Immunologic evidence for lack of heterologous protection following resolution of HCV in patients with non-genotype 1 infection.

Chronic hepatitis C virus (HCV) infection is typically characterized by a lack of virus-specific CD4(+) T-cell-proliferative responses, but strong responses have been described in a subset of persons with persistent viremia. One possible explanation for these responses is that they were primed by an earlier resolved infection and do not recognize the current circulating virus. We defined all targeted epitopes using overlapping peptides corresponding to a genotype 1a strain in 44 patients chronically infected with different HCV genotypes (GT). Surprisingly, more HCV-specific CD4(+) T-cell responses were detected in patients with chronic non-GT1 infection compared with patients with chronic GT1 infection (P = .017). Notably, we found serologic evidence of a previous exposure to GT1 in 4 patients with non-GT1 infection, and these persons also demonstrated significantly more responses than non-GT1 patients in whom genotype and HCV serotype were identical (P < .001).
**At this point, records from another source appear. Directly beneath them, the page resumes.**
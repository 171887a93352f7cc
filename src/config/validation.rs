use crate::breaker::OperationType;
use crate::config::types::{
    BreakerOverride, Config, CrawlerConfig, ExtractionConfig, OutputConfig, PolitenessConfig,
    SiteEntry, UserAgentConfig,
};
use crate::ConfigError;
use std::collections::{HashMap, HashSet};
use url::Url;

/// Validates the entire configuration
pub fn validate(config: &Config) -> Result<(), ConfigError> {
    validate_crawler_config(&config.crawler)?;
    validate_politeness_config(&config.politeness)?;
    validate_user_agent_config(&config.user_agent)?;
    validate_output_config(&config.output)?;
    validate_extraction_config(&config.extraction)?;
    validate_breakers(&config.breakers)?;
    validate_sites(&config.sites)?;

    if let Some(ai) = &config.ai {
        validate_endpoint("ai.endpoint", &ai.endpoint)?;
        if ai.model.is_empty() {
            return Err(ConfigError::Validation(
                "ai.model cannot be empty".to_string(),
            ));
        }
    }
    if let Some(browser) = &config.browser {
        validate_endpoint("browser.endpoint", &browser.endpoint)?;
    }

    Ok(())
}

fn validate_crawler_config(config: &CrawlerConfig) -> Result<(), ConfigError> {
    if config.max_pages_per_site < 1 {
        return Err(ConfigError::Validation(format!(
            "max_pages_per_site must be >= 1, got {}",
            config.max_pages_per_site
        )));
    }

    if config.min_pages_per_site < 1 || config.min_pages_per_site > config.max_pages_per_site {
        return Err(ConfigError::Validation(format!(
            "min_pages_per_site must be between 1 and max_pages_per_site ({}), got {}",
            config.max_pages_per_site, config.min_pages_per_site
        )));
    }

    if config.max_concurrent_sites < 1 || config.max_concurrent_sites > 100 {
        return Err(ConfigError::Validation(format!(
            "max_concurrent_sites must be between 1 and 100, got {}",
            config.max_concurrent_sites
        )));
    }

    if config.max_extraction_attempts < 1 {
        return Err(ConfigError::Validation(
            "max_extraction_attempts must be >= 1".to_string(),
        ));
    }

    Ok(())
}

fn validate_politeness_config(config: &PolitenessConfig) -> Result<(), ConfigError> {
    if !(config.default_crawl_delay_secs.is_finite() && config.default_crawl_delay_secs >= 0.0) {
        return Err(ConfigError::Validation(format!(
            "default_crawl_delay_secs must be >= 0, got {}",
            config.default_crawl_delay_secs
        )));
    }

    if !(config.max_jitter_secs.is_finite() && config.max_jitter_secs >= 0.0) {
        return Err(ConfigError::Validation(format!(
            "max_jitter_secs must be >= 0, got {}",
            config.max_jitter_secs
        )));
    }

    if config.robots_ttl_hours < 1 {
        return Err(ConfigError::Validation(format!(
            "robots_ttl_hours must be >= 1, got {}",
            config.robots_ttl_hours
        )));
    }

    Ok(())
}

fn validate_user_agent_config(config: &UserAgentConfig) -> Result<(), ConfigError> {
    // Crawler name doubles as the robots.txt token: alphanumeric + hyphens only
    if config.crawler_name.is_empty() {
        return Err(ConfigError::Validation(
            "crawler_name cannot be empty".to_string(),
        ));
    }

    if !config
        .crawler_name
        .chars()
        .all(|c| c.is_alphanumeric() || c == '-')
    {
        return Err(ConfigError::Validation(format!(
            "crawler_name must contain only alphanumeric characters and hyphens, got '{}'",
            config.crawler_name
        )));
    }

    Url::parse(&config.contact_url)
        .map_err(|e| ConfigError::InvalidUrl(format!("Invalid contact_url: {}", e)))?;

    validate_email(&config.contact_email)?;

    if config.rotation.iter().any(|ua| ua.trim().is_empty()) {
        return Err(ConfigError::Validation(
            "user-agent rotation entries cannot be empty".to_string(),
        ));
    }

    Ok(())
}

fn validate_output_config(config: &OutputConfig) -> Result<(), ConfigError> {
    if config.database_path.is_empty() {
        return Err(ConfigError::Validation(
            "database_path cannot be empty".to_string(),
        ));
    }

    if config.summary_path.is_empty() {
        return Err(ConfigError::Validation(
            "summary_path cannot be empty".to_string(),
        ));
    }

    Ok(())
}

fn validate_extraction_config(config: &ExtractionConfig) -> Result<(), ConfigError> {
    if config.schedule_types.is_empty() {
        return Err(ConfigError::Validation(
            "extraction.schedule_types cannot be empty".to_string(),
        ));
    }

    let tuning = [
        ("threshold_base", config.threshold_base),
        ("density_weight", config.density_weight),
        ("max_density_discount", config.max_density_discount),
        ("long_content_discount", config.long_content_discount),
        ("short_content_penalty", config.short_content_penalty),
    ];
    if let Some((name, value)) = tuning.iter().find(|(_, v)| !v.is_finite()) {
        return Err(ConfigError::Validation(format!(
            "extraction.{} must be a finite number, got {}",
            name, value
        )));
    }

    let in_range = |v: f64| (0.0..=100.0).contains(&v);
    if !in_range(config.threshold_min)
        || !in_range(config.threshold_max)
        || config.threshold_min > config.threshold_max
    {
        return Err(ConfigError::Validation(format!(
            "threshold bounds must satisfy 0 <= min <= max <= 100, got [{}, {}]",
            config.threshold_min, config.threshold_max
        )));
    }

    if config.golden_min_confidence > 100 {
        return Err(ConfigError::Validation(format!(
            "golden_min_confidence must be <= 100, got {}",
            config.golden_min_confidence
        )));
    }

    Ok(())
}

fn validate_breakers(breakers: &HashMap<String, BreakerOverride>) -> Result<(), ConfigError> {
    for (name, o) in breakers {
        if OperationType::from_name(name).is_none() {
            return Err(ConfigError::Validation(format!(
                "Unknown breaker operation '{}'",
                name
            )));
        }

        if o.failure_threshold == Some(0) || o.success_threshold == Some(0) {
            return Err(ConfigError::Validation(format!(
                "Breaker '{}' thresholds must be >= 1",
                name
            )));
        }

        let durations = [
            o.recovery_timeout_secs,
            o.request_timeout_secs,
            o.retry_delay_secs,
        ];
        if durations
            .iter()
            .flatten()
            .any(|secs| !(secs.is_finite() && *secs >= 0.0))
        {
            return Err(ConfigError::Validation(format!(
                "Breaker '{}' durations must be >= 0",
                name
            )));
        }
    }

    Ok(())
}

fn validate_sites(sites: &[SiteEntry]) -> Result<(), ConfigError> {
    let mut seen = HashSet::new();

    for site in sites {
        if !seen.insert(site.id) {
            return Err(ConfigError::Validation(format!(
                "Duplicate site id {}",
                site.id
            )));
        }

        let url = Url::parse(&site.url).map_err(|e| {
            ConfigError::InvalidUrl(format!("Invalid site URL '{}': {}", site.url, e))
        })?;

        if url.scheme() != "https" && url.scheme() != "http" {
            return Err(ConfigError::Validation(format!(
                "Site URL '{}' must use HTTP or HTTPS",
                site.url
            )));
        }

        if url.host_str().is_none() {
            return Err(ConfigError::InvalidUrl(format!(
                "Site URL '{}' has no host",
                site.url
            )));
        }
    }

    Ok(())
}

fn validate_endpoint(field: &str, endpoint: &str) -> Result<(), ConfigError> {
    Url::parse(endpoint)
        .map(|_| ())
        .map_err(|e| ConfigError::InvalidUrl(format!("Invalid {}: {}", field, e)))
}

/// Basic email validation
fn validate_email(email: &str) -> Result<(), ConfigError> {
    let Some((local, domain)) = email.split_once('@') else {
        return Err(ConfigError::Validation(format!(
            "Invalid email format: '{}'",
            email
        )));
    };

    if local.is_empty() || domain.is_empty() || domain.contains('@') {
        return Err(ConfigError::Validation(format!(
            "Invalid email format: '{}'",
            email
        )));
    }

    if !domain.contains('.') {
        return Err(ConfigError::Validation(format!(
            "Invalid email domain: '{}'",
            email
        )));
    }

    Ok(())
}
Comparison of recognition of GT1-specific peptides to peptides representing autologous virus revealed the absence of cross-recognition of the autologous circulating virus. These data indicate that persistent HCV infection can occur in the presence of an HCV-specific T-cell response primed against a heterologous HCV strain, and suggest that clearance of 1 GT does not necessarily protect against subsequent exposure to a second GT.